La conjoncture économique libanaise se dégrade depuis plusieurs semaines de manière accélérée. Elle laisse craindre une aggravation des paramètres macroéconomiques et une détérioration des conditions de vie élémentaires, qui pourraient provoquer à court terme une augmentation des tensions sociales voire sécuritaires.
L’effondrement exponentiel de la livre libanaise accroit les tensions sur le marché des changes parallèle et sur les liquidités en devises. Le taux de change informel a atteint 140 000 LBP/ 1 USD le 21 mars 2023 (avant de revenir osciller entre 100 000 et 110 000), alors qu’il s’élevait à 100 000 LBP / 1 USD la semaine précédente. Cette tendance de dépréciation résulte de l’augmentation importante de la base monétaire au cours des derniers mois, de la perte de confiance généralisée dans la monnaie libanaise et de la perte d’efficacité des instruments de politique monétaire pour réguler l’inflation et le change. De nombreux prix (restaurants, supermarchés) sont désormais libellés en dollars.
Les administrations publiques, dont les recettes sont libellées en livres et les salaires payés en livres, ne peuvent plus suivre le rythme de dépréciation et voient le pouvoir d’achat des fonctionnaires s’effondrer. Les services publics fondamentaux, tels que la santé et l’éducation, risquent d’être interrompus par des mouvements de grève. L’électricité publique reste extrêmement limitée (4-5h par jour) compte-tenu de l’absence de transferts budgétaires de l’État à Électricité du Liban (EDL) et au rationnement des devises par la Banque du Liban.

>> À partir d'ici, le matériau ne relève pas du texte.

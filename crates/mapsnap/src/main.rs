use std::path::{Path, PathBuf};

use anyhow::{Context, Result};
use chrono::{Duration, Utc};
use clap::Parser;
use futures::StreamExt;
use mapsnap::{
    Annotation, ColorScheme, Image, ImageFetcher, KeySource, MapRequest, MapType, Overlay, Size,
    Snapshot, Span,
};
use tokio::io::AsyncWriteExt;
use tracing::info;
use tracing_subscriber::EnvFilter;

#[derive(Parser, Debug)]
#[clap(about = "Build a signed Apple Maps snapshot URL and optionally download the image")]
struct Args {
    #[clap(long, env = "MAPKIT_TEAM_ID")]
    team_id: String,
    #[clap(long, env = "MAPKIT_KEY_ID")]
    key_id: String,
    /// PEM private key (.p8 or `openssl ec` output)
    #[clap(long, env = "MAPKIT_KEY_PATH")]
    key_path: PathBuf,

    /// Address, or "latitude,longitude"; sent exactly as typed
    #[clap(long)]
    center: String,
    #[clap(long)]
    zoom: Option<f64>,
    /// "latitudeDelta,longitudeDelta"
    #[clap(long)]
    span: Option<String>,
    /// "WIDTHxHEIGHT"
    #[clap(long)]
    size: Option<Size>,
    #[clap(long, default_value = "2")]
    scale: u8,
    #[clap(long)]
    map_type: Option<MapType>,
    #[clap(long)]
    color_scheme: Option<ColorScheme>,
    #[clap(long)]
    poi: Option<bool>,
    #[clap(long, default_value = "en-US")]
    lang: String,
    /// JSON array of annotation objects
    #[clap(long)]
    annotations: Option<String>,
    /// JSON overlay object
    #[clap(long)]
    overlay: Option<String>,
    /// JSON array of image objects
    #[clap(long)]
    images: Option<String>,
    #[clap(long)]
    referer: Option<String>,
    /// Seconds from now until the URL expires
    #[clap(long)]
    expires_in: Option<i64>,

    /// Download the PNG here instead of printing the URL
    #[clap(long, short)]
    output: Option<PathBuf>,
}

#[tokio::main]
async fn main() -> Result<()> {
    tracing_subscriber::fmt()
        .with_env_filter(
            EnvFilter::try_from_default_env().unwrap_or_else(|_| EnvFilter::new("info")),
        )
        .with_writer(std::io::stderr)
        .init();

    let args = Args::parse();
    let output = args.output.clone();
    let key = KeySource::file(&args.key_path);
    let request = build_request(args)?;

    let snapshot = Snapshot::new(request, key).context("creating signed snapshot URL")?;

    match output {
        Some(path) => download(&snapshot, &path).await,
        None => {
            println!("{snapshot}");
            Ok(())
        }
    }
}

fn build_request(args: Args) -> Result<MapRequest> {
    let mut request = MapRequest::new(args.team_id, args.key_id, args.center)
        .scale(Some(args.scale))
        .lang(Some(args.lang));

    request.zoom = args.zoom;
    request.span = args.span.as_deref().map(parse_span).transpose()?;
    request.size = args.size;
    request.map_type = args.map_type;
    request.color_scheme = args.color_scheme;
    request.poi = args.poi;
    request.referer = args.referer;

    if let Some(json) = args.annotations {
        let annotations: Vec<Annotation> =
            serde_json::from_str(&json).context("parsing --annotations")?;
        request = request.annotations(annotations);
    }
    if let Some(json) = args.overlay {
        let overlay: Overlay = serde_json::from_str(&json).context("parsing --overlay")?;
        request = request.overlay(overlay);
    }
    if let Some(json) = args.images {
        let images: Vec<Image> = serde_json::from_str(&json).context("parsing --images")?;
        request = request.images(images);
    }
    if let Some(seconds) = args.expires_in {
        request = request.expires_at(Utc::now() + Duration::seconds(seconds));
    }

    Ok(request)
}

fn parse_span(span: &str) -> Result<Span> {
    let (lat, lon) = span
        .split_once(',')
        .with_context(|| format!("span '{span}' is not latitudeDelta,longitudeDelta"))?;
    Ok(Span::new(
        lat.trim().parse().context("parsing span latitude delta")?,
        lon.trim().parse().context("parsing span longitude delta")?,
    ))
}

async fn download(snapshot: &Snapshot, path: &Path) -> Result<()> {
    let fetcher = ImageFetcher::new();
    let mut stream = Box::pin(
        fetcher
            .stream(snapshot.url())
            .await
            .context("requesting snapshot image")?,
    );

    let mut file = tokio::fs::File::create(path)
        .await
        .with_context(|| format!("creating {}", path.display()))?;
    let mut written = 0usize;
    while let Some(chunk) = stream.next().await {
        let chunk = chunk.context("reading snapshot image")?;
        file.write_all(&chunk).await.context("writing snapshot image")?;
        written += chunk.len();
    }
    file.flush().await.context("flushing snapshot image")?;

    info!(bytes = written, path = %path.display(), "saved snapshot");
    Ok(())
}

Les derniers services publics relativement fonctionnels entrent dans une phase critique. Les stations d’eau et d’assainissement, alimentées de manière instable et insuffisante en électricité, fonctionnent de façon très dégradée, ce qui implique des risques environnementaux, sanitaires et sociaux. Une coupure d’internet et de téléphonie n’est pas à exclure à très court terme car l’entreprise publique Ogero, unique fournisseur de bande passante, manque de liquidités pour acheter du fuel pour ses groupes électrogènes et répondre aux exigences salariales de ses employés.
L’effondrement de la valeur de la livre se traduit aussi par une augmentation rapide et continue des biens de première nécessité. Les tarifs de l’électricité, majorés en début d’année, figurent parmi les plus élevés au monde. Les prix de l’essence, du diesel et du gaz domestique, libellés en livres, sont désormais revalorisés deux fois par jour par le ministère de l’Energie et indexés quasi-automatiquement sur le prix du baril de pétrole et le taux de change parallèle.
Ils augmentent ainsi continuellement, ayant été multipliés par 80 depuis janvier 2021 (effet de la levée totale des subventions) et par 3,5 depuis septembre 2022 (effet de la dépréciation de la livre). Si l’augmentation des prix de produits alimentaires a encouragé la croissance du secteur agroalimentaire libanais, le Liban importe toujours environ 70 % de ses besoins (contre 86% avant 2019).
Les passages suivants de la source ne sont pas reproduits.